[Dataset Boundary: Start]

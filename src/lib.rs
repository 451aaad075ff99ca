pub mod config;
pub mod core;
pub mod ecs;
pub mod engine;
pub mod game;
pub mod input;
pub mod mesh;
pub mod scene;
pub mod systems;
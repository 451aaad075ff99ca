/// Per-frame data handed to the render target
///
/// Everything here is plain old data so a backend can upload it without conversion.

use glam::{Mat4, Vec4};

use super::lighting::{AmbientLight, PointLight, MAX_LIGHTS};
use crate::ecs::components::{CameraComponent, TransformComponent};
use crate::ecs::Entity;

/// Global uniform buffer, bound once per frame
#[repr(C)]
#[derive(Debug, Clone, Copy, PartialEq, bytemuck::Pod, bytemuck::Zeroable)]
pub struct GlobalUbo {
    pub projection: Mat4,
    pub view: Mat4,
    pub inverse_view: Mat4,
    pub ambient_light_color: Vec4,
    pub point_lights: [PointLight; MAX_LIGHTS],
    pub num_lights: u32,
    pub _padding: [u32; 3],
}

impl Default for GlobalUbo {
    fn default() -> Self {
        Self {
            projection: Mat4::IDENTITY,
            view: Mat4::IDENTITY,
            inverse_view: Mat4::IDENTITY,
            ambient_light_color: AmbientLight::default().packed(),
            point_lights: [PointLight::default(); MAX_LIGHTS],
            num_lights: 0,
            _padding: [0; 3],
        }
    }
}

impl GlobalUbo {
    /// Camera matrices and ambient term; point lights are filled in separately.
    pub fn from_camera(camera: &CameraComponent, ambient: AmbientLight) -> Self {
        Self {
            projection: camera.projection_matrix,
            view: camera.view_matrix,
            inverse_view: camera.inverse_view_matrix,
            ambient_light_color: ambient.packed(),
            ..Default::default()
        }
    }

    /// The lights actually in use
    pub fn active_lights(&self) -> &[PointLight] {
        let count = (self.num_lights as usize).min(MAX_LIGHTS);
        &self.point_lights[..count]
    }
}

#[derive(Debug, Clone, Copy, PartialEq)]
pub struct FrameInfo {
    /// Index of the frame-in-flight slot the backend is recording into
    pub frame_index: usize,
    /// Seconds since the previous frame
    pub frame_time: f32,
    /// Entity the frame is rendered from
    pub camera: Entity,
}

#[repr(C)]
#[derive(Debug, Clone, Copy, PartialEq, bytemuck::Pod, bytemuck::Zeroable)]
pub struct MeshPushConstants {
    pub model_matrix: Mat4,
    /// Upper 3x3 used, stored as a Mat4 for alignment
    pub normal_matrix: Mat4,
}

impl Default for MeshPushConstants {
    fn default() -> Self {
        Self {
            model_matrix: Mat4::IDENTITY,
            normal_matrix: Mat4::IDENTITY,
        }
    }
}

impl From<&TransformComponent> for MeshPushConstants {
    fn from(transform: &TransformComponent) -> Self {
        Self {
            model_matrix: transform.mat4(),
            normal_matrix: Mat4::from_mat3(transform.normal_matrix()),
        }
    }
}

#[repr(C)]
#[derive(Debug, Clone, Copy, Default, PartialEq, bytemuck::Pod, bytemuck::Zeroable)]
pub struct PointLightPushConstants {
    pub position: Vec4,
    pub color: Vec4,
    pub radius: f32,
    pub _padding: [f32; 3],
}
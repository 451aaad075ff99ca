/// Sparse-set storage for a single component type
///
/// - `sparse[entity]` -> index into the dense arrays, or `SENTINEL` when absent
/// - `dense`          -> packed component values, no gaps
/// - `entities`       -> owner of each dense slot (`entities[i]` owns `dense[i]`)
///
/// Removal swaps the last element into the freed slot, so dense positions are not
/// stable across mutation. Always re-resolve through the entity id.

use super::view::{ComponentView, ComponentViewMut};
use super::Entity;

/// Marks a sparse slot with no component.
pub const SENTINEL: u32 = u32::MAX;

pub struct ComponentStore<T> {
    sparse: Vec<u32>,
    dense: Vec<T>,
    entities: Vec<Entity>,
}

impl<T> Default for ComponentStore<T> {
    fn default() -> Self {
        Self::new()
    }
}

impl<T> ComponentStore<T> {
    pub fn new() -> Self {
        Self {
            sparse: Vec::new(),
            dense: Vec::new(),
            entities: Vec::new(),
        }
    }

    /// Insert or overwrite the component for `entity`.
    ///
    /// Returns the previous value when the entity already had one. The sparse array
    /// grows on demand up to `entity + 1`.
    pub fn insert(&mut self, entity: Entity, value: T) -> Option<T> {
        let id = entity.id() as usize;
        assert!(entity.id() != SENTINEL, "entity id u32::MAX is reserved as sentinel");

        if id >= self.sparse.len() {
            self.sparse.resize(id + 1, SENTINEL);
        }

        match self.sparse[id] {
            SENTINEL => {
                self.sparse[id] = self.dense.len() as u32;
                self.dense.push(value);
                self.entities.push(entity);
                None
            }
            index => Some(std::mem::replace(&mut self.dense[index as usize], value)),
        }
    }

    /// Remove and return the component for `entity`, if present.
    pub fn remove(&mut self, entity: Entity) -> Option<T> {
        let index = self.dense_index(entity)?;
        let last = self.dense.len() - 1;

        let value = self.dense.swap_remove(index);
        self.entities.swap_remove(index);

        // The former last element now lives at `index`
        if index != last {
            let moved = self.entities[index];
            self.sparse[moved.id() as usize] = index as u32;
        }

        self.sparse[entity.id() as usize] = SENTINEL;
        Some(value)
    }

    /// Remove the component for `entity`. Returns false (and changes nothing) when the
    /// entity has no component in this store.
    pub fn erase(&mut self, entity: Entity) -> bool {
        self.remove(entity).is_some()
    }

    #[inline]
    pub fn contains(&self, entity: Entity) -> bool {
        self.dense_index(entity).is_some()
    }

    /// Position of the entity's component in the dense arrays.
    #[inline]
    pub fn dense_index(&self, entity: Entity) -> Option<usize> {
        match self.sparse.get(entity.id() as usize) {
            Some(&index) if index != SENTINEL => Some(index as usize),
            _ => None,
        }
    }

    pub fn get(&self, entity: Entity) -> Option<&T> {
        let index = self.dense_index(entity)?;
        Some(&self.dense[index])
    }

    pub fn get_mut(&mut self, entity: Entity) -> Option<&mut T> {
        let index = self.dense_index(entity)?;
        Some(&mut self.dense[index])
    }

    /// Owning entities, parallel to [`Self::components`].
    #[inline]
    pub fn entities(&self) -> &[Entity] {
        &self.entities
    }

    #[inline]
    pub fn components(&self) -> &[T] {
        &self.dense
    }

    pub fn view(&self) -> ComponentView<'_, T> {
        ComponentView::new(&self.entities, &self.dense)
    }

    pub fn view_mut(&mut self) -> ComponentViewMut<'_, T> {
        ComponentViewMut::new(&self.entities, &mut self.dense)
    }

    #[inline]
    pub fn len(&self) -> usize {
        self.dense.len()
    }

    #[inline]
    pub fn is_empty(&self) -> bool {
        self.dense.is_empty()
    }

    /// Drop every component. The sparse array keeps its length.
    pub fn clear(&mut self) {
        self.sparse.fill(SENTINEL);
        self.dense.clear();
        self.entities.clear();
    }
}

[Dataset Boundary: End]
[Dataset Boundary: Start]

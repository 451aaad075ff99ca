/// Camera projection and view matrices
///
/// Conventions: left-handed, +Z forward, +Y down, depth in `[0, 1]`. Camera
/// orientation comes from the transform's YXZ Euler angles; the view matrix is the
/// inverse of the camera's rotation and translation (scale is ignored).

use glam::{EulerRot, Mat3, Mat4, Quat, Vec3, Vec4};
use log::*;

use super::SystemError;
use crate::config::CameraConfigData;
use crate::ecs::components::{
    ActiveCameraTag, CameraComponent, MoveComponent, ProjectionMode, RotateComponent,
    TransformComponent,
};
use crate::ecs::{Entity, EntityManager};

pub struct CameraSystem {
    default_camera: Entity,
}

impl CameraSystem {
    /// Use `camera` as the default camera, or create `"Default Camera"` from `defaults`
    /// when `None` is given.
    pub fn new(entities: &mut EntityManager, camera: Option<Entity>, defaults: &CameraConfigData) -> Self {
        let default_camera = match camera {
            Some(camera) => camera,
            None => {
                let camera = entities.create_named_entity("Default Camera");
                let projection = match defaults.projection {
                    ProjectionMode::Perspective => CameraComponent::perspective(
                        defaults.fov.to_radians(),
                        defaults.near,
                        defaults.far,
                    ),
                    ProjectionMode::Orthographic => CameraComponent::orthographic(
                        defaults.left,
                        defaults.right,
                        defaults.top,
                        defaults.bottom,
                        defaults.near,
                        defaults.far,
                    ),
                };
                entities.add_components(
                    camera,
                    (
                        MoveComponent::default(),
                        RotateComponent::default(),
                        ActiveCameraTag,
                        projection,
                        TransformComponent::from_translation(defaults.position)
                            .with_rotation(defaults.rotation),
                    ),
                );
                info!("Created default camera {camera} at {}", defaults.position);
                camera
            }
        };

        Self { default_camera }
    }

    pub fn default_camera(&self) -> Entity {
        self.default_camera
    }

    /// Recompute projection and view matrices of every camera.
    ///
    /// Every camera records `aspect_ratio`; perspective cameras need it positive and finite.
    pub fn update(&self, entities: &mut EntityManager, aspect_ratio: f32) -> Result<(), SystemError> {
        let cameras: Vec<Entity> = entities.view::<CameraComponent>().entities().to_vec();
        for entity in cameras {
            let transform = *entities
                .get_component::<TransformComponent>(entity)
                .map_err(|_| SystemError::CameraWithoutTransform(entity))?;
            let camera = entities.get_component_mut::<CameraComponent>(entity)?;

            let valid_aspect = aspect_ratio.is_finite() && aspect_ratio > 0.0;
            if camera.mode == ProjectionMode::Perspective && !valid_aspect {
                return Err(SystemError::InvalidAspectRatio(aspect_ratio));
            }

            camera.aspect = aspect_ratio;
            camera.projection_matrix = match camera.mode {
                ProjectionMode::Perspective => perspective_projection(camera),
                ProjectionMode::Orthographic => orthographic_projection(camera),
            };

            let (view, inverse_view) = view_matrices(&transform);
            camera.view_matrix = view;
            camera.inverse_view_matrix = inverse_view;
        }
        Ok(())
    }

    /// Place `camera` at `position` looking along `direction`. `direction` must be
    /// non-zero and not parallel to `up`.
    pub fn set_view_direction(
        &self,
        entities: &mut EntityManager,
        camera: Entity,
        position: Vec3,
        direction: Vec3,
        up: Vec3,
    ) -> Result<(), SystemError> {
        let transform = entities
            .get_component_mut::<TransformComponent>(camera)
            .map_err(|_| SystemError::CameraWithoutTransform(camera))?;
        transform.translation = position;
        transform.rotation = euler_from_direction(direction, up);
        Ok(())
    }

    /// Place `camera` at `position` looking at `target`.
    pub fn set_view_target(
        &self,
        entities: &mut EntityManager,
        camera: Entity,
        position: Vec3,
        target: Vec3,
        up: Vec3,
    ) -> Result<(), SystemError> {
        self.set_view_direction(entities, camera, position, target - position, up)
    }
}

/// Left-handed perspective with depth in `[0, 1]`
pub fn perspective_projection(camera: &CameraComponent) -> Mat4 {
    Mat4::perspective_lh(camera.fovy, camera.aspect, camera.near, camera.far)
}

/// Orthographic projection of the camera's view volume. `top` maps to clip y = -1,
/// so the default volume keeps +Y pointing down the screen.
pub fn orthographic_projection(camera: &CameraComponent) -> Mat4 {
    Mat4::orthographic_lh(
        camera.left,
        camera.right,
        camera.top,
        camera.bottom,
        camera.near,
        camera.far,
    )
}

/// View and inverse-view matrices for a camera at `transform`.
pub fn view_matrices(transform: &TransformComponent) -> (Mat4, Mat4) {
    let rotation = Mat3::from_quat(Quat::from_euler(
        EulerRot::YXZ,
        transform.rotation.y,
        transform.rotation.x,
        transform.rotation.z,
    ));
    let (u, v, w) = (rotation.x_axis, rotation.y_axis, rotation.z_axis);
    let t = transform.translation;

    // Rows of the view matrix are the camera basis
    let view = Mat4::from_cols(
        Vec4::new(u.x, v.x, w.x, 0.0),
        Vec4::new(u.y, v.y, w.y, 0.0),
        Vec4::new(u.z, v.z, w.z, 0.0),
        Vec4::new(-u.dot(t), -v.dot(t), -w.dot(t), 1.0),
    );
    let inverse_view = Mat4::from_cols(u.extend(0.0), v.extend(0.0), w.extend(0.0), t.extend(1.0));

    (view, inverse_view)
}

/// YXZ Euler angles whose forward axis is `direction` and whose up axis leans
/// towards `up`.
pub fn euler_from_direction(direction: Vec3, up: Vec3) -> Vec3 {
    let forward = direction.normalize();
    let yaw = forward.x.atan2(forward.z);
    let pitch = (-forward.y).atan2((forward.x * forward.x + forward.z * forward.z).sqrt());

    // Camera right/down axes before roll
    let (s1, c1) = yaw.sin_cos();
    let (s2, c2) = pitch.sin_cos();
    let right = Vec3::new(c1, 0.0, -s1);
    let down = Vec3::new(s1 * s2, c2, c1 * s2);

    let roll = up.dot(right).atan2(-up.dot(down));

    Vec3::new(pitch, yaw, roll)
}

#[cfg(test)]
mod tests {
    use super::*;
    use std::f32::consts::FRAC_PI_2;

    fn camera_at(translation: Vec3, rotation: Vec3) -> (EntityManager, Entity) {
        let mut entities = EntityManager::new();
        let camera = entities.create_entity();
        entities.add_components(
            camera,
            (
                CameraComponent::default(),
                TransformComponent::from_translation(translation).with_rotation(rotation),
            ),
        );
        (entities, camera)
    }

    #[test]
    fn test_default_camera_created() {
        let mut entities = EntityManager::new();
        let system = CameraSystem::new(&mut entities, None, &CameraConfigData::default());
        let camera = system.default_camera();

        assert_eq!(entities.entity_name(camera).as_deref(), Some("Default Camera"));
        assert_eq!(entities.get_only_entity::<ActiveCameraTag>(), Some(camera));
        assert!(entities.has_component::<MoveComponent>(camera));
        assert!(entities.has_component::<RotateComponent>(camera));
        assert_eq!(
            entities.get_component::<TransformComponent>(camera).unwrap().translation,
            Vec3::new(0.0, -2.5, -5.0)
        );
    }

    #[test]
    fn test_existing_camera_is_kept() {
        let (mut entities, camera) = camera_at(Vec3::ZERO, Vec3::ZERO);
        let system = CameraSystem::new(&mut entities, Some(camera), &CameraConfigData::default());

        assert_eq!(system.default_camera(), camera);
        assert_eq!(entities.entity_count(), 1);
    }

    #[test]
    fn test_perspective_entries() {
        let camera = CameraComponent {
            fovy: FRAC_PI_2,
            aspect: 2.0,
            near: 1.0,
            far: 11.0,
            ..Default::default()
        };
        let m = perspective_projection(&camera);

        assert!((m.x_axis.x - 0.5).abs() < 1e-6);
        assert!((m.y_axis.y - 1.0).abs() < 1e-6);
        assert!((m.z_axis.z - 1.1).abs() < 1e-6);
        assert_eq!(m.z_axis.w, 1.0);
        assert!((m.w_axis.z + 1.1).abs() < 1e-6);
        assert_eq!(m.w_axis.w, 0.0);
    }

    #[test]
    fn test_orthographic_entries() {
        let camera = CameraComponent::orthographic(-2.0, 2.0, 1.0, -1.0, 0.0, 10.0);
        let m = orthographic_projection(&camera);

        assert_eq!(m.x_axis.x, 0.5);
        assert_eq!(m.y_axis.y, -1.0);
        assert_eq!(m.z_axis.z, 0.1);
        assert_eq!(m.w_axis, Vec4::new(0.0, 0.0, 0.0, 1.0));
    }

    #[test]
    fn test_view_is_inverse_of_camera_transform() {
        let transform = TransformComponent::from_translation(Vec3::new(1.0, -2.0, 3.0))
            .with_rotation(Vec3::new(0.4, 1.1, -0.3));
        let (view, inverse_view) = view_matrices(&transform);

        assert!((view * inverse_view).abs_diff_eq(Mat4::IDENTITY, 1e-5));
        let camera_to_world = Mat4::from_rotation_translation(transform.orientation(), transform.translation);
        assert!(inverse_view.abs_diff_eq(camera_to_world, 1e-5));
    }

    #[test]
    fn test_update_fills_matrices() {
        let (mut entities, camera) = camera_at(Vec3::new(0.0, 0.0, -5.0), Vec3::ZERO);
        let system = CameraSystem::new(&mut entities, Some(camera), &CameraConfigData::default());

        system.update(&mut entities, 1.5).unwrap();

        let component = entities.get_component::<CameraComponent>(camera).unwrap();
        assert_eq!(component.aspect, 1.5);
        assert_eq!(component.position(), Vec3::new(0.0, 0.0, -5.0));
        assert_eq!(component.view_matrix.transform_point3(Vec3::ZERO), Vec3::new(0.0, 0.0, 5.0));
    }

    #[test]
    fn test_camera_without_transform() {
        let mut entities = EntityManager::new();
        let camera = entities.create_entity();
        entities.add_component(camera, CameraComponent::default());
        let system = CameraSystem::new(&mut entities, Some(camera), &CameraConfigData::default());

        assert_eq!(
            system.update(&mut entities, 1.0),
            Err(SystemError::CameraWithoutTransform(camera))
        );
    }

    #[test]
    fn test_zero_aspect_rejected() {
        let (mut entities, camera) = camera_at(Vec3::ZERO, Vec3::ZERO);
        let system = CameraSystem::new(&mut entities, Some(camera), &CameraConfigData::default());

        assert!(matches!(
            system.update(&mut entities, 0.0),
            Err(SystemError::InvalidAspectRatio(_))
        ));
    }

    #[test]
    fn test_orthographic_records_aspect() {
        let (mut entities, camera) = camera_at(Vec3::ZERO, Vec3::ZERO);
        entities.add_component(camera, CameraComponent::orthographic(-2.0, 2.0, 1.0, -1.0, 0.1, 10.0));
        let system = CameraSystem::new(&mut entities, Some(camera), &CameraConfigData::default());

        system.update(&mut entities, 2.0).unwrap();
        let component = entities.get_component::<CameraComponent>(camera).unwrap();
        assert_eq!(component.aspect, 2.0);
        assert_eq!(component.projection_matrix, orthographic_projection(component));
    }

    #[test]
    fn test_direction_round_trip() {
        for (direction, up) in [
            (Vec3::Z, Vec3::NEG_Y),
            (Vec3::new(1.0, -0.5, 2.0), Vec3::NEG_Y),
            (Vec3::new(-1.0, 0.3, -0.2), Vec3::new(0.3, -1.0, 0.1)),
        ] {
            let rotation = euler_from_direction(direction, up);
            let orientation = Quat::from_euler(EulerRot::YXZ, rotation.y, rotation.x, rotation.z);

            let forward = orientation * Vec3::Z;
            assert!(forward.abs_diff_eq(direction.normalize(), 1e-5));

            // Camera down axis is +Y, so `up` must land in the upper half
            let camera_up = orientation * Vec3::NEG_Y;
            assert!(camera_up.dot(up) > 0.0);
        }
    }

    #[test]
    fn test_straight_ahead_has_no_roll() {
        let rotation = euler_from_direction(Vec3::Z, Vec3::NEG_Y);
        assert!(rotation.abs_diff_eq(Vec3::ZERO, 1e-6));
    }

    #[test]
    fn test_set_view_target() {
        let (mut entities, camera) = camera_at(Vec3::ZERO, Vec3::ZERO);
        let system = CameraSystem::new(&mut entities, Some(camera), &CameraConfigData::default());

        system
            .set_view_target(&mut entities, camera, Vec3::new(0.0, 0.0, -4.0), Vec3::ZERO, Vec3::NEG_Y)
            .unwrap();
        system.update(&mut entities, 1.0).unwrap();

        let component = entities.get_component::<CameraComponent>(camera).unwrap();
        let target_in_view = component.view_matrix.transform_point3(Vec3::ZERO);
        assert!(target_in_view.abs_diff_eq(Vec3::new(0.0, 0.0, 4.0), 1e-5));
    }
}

[Dataset Boundary: End]
[Dataset Boundary: Start]

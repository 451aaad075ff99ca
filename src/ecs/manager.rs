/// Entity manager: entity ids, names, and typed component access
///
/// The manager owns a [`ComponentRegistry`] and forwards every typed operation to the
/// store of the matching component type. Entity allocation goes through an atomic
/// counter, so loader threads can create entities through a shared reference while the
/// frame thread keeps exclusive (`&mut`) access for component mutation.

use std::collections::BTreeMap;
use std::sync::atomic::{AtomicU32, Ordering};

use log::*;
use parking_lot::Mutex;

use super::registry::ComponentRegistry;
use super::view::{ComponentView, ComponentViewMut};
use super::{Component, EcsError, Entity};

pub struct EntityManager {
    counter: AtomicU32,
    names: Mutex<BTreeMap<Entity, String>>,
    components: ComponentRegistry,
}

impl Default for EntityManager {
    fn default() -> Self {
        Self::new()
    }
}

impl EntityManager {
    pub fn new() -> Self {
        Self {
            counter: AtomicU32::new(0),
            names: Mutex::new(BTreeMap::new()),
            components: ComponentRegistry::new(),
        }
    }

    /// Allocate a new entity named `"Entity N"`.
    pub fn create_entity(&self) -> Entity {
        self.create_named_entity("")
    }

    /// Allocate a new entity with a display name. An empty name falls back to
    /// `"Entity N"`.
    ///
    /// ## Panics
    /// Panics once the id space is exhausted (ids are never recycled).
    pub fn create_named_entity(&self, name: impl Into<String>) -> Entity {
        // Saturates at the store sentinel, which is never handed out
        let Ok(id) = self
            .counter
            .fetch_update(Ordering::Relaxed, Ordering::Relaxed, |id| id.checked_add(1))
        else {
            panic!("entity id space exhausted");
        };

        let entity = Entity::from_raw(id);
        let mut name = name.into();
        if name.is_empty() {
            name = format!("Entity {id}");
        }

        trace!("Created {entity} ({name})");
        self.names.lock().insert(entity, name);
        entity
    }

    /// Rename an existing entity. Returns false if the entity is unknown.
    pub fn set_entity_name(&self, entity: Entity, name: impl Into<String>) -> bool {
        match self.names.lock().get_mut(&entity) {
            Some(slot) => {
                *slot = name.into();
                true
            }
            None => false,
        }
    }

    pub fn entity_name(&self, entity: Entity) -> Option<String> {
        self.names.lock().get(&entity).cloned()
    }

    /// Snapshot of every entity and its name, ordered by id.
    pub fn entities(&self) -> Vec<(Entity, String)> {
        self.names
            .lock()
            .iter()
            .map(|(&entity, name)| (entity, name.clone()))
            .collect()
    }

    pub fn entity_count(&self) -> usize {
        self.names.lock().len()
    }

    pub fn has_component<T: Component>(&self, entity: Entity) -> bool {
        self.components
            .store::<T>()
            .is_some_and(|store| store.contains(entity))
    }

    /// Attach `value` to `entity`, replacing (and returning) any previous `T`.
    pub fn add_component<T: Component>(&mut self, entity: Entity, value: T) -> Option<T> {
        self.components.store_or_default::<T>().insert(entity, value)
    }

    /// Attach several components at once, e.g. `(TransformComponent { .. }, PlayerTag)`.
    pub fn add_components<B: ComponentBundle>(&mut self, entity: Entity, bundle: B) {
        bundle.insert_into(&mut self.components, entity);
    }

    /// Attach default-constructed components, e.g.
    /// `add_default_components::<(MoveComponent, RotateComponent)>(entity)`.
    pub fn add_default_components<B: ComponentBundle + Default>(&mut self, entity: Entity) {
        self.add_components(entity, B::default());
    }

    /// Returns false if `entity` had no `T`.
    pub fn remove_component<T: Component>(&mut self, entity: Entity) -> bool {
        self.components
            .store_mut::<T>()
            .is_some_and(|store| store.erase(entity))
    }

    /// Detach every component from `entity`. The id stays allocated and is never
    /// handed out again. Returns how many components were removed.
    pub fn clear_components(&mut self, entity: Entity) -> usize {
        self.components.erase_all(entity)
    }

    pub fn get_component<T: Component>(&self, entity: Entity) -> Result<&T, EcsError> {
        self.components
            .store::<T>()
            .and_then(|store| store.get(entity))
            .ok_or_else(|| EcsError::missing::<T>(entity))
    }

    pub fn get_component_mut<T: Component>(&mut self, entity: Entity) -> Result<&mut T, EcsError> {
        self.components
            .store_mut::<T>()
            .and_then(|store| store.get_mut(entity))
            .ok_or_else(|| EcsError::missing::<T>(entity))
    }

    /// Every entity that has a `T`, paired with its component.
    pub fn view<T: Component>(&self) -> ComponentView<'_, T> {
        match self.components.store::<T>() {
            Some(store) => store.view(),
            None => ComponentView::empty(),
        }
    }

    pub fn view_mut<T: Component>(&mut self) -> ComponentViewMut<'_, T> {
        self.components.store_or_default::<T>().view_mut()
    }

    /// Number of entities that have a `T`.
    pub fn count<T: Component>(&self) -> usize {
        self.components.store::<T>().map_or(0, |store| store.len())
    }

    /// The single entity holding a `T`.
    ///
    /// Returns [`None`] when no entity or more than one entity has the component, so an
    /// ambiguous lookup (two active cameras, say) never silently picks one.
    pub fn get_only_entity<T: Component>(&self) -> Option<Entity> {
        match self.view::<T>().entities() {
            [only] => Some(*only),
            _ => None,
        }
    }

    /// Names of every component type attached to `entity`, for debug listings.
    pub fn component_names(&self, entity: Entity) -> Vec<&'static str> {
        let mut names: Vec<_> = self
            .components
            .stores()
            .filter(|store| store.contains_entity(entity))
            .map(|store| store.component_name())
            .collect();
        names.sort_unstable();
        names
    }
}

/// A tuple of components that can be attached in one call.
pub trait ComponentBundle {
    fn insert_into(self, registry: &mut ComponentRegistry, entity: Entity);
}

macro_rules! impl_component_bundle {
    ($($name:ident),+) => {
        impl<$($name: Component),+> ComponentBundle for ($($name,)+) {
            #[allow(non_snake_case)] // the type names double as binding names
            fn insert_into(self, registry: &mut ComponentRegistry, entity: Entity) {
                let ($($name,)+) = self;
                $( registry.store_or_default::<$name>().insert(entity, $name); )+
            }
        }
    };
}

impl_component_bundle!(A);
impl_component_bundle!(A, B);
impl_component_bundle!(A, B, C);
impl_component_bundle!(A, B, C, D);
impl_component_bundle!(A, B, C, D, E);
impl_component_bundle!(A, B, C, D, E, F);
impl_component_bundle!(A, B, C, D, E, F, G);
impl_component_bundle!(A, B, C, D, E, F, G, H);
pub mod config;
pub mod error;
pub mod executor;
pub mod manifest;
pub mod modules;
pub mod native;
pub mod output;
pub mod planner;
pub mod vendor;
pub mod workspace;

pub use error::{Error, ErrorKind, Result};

[Dataset Boundary: End]

◆ Work to complete ◆
Whenever the string "bool" shows up on a line of the listing, copy that line.

◆ Response area ◆
    pub fn erase(&mut self, entity: Entity) -> bool {
    pub fn contains(&self, entity: Entity) -> bool {
    pub fn is_empty(&self) -> bool {
    pub fn set_entity_name(&self, entity: Entity, name: impl Into<String>) -> bool {
    pub fn has_component<T: Component>(&self, entity: Entity) -> bool {
    pub fn remove_component<T: Component>(&mut self, entity: Entity) -> bool {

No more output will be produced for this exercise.